_Work instruction_.
Where a line below holds the string "BoardListing", count it; then give the total without any other words.

※ ※ ※

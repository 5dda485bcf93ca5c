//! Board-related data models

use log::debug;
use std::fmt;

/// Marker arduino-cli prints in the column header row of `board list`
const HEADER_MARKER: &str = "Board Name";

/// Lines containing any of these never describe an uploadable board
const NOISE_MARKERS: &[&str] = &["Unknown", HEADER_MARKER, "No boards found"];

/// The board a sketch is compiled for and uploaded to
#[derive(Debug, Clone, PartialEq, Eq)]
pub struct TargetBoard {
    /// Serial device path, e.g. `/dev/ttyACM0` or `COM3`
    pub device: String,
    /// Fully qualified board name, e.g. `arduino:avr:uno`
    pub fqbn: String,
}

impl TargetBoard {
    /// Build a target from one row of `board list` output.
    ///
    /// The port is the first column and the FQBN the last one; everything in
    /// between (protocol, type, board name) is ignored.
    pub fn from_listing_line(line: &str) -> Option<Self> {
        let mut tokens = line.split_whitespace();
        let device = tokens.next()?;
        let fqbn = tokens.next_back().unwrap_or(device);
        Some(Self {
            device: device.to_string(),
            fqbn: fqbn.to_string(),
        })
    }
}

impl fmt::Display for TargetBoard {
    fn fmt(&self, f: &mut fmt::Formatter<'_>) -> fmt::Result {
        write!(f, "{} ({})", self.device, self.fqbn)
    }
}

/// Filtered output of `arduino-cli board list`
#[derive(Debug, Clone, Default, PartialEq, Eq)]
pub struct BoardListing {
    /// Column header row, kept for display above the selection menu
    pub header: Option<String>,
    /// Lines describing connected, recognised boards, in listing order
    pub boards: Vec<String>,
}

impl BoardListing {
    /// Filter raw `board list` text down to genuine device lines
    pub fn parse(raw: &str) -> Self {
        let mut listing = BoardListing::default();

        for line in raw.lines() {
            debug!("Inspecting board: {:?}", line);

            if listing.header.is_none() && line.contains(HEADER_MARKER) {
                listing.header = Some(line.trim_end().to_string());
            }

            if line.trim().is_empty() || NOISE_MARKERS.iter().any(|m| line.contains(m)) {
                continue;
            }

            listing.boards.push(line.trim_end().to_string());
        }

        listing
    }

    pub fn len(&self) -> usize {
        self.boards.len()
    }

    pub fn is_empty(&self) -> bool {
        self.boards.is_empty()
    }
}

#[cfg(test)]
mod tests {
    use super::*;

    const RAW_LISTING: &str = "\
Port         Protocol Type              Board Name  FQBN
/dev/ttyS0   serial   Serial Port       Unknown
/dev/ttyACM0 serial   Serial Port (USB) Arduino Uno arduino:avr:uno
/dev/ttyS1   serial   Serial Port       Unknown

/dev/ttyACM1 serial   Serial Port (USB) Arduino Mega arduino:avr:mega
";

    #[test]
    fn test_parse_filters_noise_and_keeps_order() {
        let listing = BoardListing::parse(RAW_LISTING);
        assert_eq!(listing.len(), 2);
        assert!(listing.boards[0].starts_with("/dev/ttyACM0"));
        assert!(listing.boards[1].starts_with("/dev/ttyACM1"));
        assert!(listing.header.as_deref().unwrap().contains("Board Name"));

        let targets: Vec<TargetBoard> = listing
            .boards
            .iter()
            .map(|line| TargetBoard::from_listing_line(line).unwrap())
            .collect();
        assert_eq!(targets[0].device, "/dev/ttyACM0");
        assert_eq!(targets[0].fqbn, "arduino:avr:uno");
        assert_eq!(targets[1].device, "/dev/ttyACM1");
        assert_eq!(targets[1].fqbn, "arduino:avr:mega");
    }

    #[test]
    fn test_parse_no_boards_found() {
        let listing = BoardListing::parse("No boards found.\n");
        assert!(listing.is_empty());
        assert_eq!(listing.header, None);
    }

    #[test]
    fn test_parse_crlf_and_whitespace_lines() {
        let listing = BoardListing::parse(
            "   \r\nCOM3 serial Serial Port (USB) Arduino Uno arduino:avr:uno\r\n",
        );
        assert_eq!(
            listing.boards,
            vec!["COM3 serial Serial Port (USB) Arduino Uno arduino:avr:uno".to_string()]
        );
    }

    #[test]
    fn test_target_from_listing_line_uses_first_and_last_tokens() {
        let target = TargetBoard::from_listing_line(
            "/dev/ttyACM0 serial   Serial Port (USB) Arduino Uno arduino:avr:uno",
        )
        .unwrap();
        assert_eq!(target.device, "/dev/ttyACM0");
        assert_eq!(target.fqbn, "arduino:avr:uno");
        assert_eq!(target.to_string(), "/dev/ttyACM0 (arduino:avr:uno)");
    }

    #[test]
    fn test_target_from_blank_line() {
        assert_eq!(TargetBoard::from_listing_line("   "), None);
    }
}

※ ※ ※

_Solution to the problem_.
6